● **Exercise goal**
Print the data that follows exactly.

● **Data to examine**
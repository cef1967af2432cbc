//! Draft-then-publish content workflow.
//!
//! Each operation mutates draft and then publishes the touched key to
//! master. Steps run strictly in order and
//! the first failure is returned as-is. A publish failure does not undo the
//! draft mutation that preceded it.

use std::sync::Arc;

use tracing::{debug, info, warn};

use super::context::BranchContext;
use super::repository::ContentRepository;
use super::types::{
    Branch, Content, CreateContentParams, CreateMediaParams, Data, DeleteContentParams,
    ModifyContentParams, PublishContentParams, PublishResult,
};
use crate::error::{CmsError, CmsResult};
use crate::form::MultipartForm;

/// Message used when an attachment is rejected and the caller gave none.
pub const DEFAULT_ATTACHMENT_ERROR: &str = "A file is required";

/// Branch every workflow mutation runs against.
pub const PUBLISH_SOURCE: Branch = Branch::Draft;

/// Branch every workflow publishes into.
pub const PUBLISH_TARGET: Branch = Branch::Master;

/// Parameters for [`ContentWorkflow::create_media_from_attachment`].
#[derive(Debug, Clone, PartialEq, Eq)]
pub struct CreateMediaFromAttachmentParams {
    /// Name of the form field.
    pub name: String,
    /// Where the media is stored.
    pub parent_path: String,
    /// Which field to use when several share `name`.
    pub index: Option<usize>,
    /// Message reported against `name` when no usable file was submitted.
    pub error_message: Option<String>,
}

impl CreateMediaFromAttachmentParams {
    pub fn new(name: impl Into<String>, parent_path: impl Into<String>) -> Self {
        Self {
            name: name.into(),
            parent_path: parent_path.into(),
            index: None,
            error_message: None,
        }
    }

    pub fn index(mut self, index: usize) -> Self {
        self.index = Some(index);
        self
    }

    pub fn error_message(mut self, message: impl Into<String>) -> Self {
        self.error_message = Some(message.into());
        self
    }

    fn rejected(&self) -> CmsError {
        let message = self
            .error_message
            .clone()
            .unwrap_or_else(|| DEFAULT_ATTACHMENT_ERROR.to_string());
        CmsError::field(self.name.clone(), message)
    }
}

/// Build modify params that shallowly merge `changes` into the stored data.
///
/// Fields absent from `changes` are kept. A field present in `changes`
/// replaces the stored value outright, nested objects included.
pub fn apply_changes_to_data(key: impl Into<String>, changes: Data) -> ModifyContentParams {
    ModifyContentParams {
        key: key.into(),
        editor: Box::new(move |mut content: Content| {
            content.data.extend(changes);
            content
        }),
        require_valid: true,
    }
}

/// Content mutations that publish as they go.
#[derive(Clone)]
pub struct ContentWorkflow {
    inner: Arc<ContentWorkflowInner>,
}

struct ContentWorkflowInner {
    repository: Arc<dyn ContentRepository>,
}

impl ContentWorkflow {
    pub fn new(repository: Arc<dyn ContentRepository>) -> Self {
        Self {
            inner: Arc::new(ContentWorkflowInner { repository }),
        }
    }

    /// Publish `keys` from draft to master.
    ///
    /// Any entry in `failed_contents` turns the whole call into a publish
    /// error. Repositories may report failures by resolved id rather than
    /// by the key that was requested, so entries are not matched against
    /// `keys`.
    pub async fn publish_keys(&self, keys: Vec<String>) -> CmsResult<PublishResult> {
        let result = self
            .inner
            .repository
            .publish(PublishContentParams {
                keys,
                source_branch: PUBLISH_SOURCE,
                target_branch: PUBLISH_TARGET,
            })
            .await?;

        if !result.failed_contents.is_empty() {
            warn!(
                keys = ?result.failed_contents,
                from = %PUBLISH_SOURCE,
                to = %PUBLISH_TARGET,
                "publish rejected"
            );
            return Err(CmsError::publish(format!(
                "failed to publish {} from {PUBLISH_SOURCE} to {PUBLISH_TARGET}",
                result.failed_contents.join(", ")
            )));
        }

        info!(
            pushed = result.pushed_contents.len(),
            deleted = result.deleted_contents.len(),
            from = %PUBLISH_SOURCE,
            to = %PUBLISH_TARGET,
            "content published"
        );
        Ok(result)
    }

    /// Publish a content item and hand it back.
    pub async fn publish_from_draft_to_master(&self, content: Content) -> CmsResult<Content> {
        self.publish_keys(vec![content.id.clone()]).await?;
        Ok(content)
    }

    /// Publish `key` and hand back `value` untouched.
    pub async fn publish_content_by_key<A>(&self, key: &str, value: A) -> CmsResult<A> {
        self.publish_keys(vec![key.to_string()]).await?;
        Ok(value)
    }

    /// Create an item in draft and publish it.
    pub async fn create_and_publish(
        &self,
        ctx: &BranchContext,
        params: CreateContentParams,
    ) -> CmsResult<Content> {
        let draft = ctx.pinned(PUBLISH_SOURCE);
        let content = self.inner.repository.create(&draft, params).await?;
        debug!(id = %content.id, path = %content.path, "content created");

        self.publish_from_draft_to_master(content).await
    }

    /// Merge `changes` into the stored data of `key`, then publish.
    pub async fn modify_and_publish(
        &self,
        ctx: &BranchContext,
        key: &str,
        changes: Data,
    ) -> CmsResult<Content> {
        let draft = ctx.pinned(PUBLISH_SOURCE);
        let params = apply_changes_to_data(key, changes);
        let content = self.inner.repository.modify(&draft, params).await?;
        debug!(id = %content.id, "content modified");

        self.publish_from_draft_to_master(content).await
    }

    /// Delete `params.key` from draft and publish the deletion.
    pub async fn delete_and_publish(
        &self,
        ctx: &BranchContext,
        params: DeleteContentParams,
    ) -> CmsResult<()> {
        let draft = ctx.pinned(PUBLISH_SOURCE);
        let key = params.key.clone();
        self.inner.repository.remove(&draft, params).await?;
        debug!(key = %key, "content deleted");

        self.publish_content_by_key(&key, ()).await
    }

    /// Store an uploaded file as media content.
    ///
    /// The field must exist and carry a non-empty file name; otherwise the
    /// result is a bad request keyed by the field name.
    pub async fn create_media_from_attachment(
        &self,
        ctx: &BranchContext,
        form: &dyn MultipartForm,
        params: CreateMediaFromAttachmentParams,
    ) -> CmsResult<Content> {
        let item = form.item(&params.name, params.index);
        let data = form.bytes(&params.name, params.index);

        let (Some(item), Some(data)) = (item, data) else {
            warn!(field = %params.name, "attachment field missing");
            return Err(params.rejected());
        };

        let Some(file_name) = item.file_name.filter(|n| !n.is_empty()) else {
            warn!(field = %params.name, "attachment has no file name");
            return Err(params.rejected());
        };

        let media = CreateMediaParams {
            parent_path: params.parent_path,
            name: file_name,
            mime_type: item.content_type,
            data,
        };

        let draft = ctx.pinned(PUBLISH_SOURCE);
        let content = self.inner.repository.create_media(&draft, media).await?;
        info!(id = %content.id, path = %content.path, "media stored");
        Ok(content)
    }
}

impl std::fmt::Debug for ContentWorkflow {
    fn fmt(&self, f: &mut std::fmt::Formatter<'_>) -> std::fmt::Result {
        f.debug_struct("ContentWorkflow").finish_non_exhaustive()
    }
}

● **Answer to the exercise**
repository cef1967af2432cbc
//! Draft-then-publish content workflow.
//!
//! Each operation mutates draft and then publishes the touched key to
//! master. Steps run strictly in order and
//! the first failure is returned as-is. A publish failure does not undo the
//! draft mutation that preceded it.

use std::sync::Arc;

use tracing::{debug, info, warn};

use super::context::BranchContext;
use super::repository::ContentRepository;
use super::types::{
    Branch, Content, CreateContentParams, CreateMediaParams, Data, DeleteContentParams,
    ModifyContentParams, PublishContentParams, PublishResult,
};
use crate::error::{CmsError, CmsResult};
use crate::form::MultipartForm;

/// Message used when an attachment is rejected and the caller gave none.
pub const DEFAULT_ATTACHMENT_ERROR: &str = "A file is required";

/// Branch every workflow mutation runs against.
pub const PUBLISH_SOURCE: Branch = Branch::Draft;

/// Branch every workflow publishes into.
pub const PUBLISH_TARGET: Branch = Branch::Master;

/// Parameters for [`ContentWorkflow::create_media_from_attachment`].
#[derive(Debug, Clone, PartialEq, Eq)]
pub struct CreateMediaFromAttachmentParams {
    /// Name of the form field.
    pub name: String,
    /// Where the media is stored.
    pub parent_path: String,
    /// Which field to use when several share `name`.
    pub index: Option<usize>,
    /// Message reported against `name` when no usable file was submitted.
    pub error_message: Option<String>,
}

impl CreateMediaFromAttachmentParams {
    pub fn new(name: impl Into<String>, parent_path: impl Into<String>) -> Self {
        Self {
            name: name.into(),
            parent_path: parent_path.into(),
            index: None,
            error_message: None,
        }
    }

    pub fn index(mut self, index: usize) -> Self {
        self.index = Some(index);
        self
    }

    pub fn error_message(mut self, message: impl Into<String>) -> Self {
        self.error_message = Some(message.into());
        self
    }

    fn rejected(&self) -> CmsError {
        let message = self
            .error_message
            .clone()
            .unwrap_or_else(|| DEFAULT_ATTACHMENT_ERROR.to_string());
        CmsError::field(self.name.clone(), message)
    }
}

/// Build modify params that shallowly merge `changes` into the stored data.
///
/// Fields absent from `changes` are kept. A field present in `changes`
/// replaces the stored value outright, nested objects included.
pub fn apply_changes_to_data(key: impl Into<String>, changes: Data) -> ModifyContentParams {
    ModifyContentParams {
        key: key.into(),
        editor: Box::new(move |mut content: Content| {
            content.data.extend(changes);
            content
        }),
        require_valid: true,
    }
}

/// Content mutations that publish as they go.
#[derive(Clone)]
pub struct ContentWorkflow {
    inner: Arc<ContentWorkflowInner>,
}

struct ContentWorkflowInner {
    repository: Arc<dyn ContentRepository>,
}

impl ContentWorkflow {
    pub fn new(repository: Arc<dyn ContentRepository>) -> Self {
        Self {
            inner: Arc::new(ContentWorkflowInner { repository }),
        }
    }

    /// Publish `keys` from draft to master.
    ///
    /// Any entry in `failed_contents` turns the whole call into a publish
    /// error. Repositories may report failures by resolved id rather than
    /// by the key that was requested, so entries are not matched against
    /// `keys`.
    pub async fn publish_keys(&self, keys: Vec<String>) -> CmsResult<PublishResult> {
        let result = self
            .inner
            .repository
            .publish(PublishContentParams {
                keys,
                source_branch: PUBLISH_SOURCE,
                target_branch: PUBLISH_TARGET,
            })
            .await?;

        if !result.failed_contents.is_empty() {
            warn!(
                keys = ?result.failed_contents,
                from = %PUBLISH_SOURCE,
                to = %PUBLISH_TARGET,
                "publish rejected"
            );
            return Err(CmsError::publish(format!(
                "failed to publish {} from {PUBLISH_SOURCE} to {PUBLISH_TARGET}",
                result.failed_contents.join(", ")
            )));
        }

        info!(
            pushed = result.pushed_contents.len(),
            deleted = result.deleted_contents.len(),
            from = %PUBLISH_SOURCE,
            to = %PUBLISH_TARGET,
            "content published"
        );
        Ok(result)
    }

    /// Publish a content item and hand it back.
    pub async fn publish_from_draft_to_master(&self, content: Content) -> CmsResult<Content> {
        self.publish_keys(vec![content.id.clone()]).await?;
        Ok(content)
    }

    /// Publish `key` and hand back `value` untouched.
    pub async fn publish_content_by_key<A>(&self, key: &str, value: A) -> CmsResult<A> {
        self.publish_keys(vec![key.to_string()]).await?;
        Ok(value)
    }

    /// Create an item in draft and publish it.
    pub async fn create_and_publish(
        &self,
        ctx: &BranchContext,
        params: CreateContentParams,
    ) -> CmsResult<Content> {
        let draft = ctx.pinned(PUBLISH_SOURCE);
        let content = self.inner.repository.create(&draft, params).await?;
        debug!(id = %content.id, path = %content.path, "content created");

        self.publish_from_draft_to_master(content).await
    }

    /// Merge `changes` into the stored data of `key`, then publish.
    pub async fn modify_and_publish(
        &self,
        ctx: &BranchContext,
        key: &str,
        changes: Data,
    ) -> CmsResult<Content> {
        let draft = ctx.pinned(PUBLISH_SOURCE);
        let params = apply_changes_to_data(key, changes);
        let content = self.inner.repository.modify(&draft, params).await?;
        debug!(id = %content.id, "content modified");

        self.publish_from_draft_to_master(content).await
    }

    /// Delete `params.key` from draft and publish the deletion.
    pub async fn delete_and_publish(
        &self,
        ctx: &BranchContext,
        params: DeleteContentParams,
    ) -> CmsResult<()> {
        let draft = ctx.pinned(PUBLISH_SOURCE);
        let key = params.key.clone();
        self.inner.repository.remove(&draft, params).await?;
        debug!(key = %key, "content deleted");

        self.publish_content_by_key(&key, ()).await
    }

    /// Store an uploaded file as media content.
    ///
    /// The field must exist and carry a non-empty file name; otherwise the
    /// result is a bad request keyed by the field name.
    pub async fn create_media_from_attachment(
        &self,
        ctx: &BranchContext,
        form: &dyn MultipartForm,
        params: CreateMediaFromAttachmentParams,
    ) -> CmsResult<Content> {
        let item = form.item(&params.name, params.index);
        let data = form.bytes(&params.name, params.index);

        let (Some(item), Some(data)) = (item, data) else {
            warn!(field = %params.name, "attachment field missing");
            return Err(params.rejected());
        };

        let Some(file_name) = item.file_name.filter(|n| !n.is_empty()) else {
            warn!(field = %params.name, "attachment has no file name");
            return Err(params.rejected());
        };

        let media = CreateMediaParams {
            parent_path: params.parent_path,
            name: file_name,
            mime_type: item.content_type,
            data,
        };

        let draft = ctx.pinned(PUBLISH_SOURCE);
        let content = self.inner.repository.create_media(&draft, media).await?;
        info!(id = %content.id, path = %content.path, "media stored");
        Ok(content)
    }
}

impl std::fmt::Debug for ContentWorkflow {
    fn fmt(&self, f: &mut std::fmt::Formatter<'_>) -> std::fmt::Result {
        f.debug_struct("ContentWorkflow").finish_non_exhaustive()
    }
}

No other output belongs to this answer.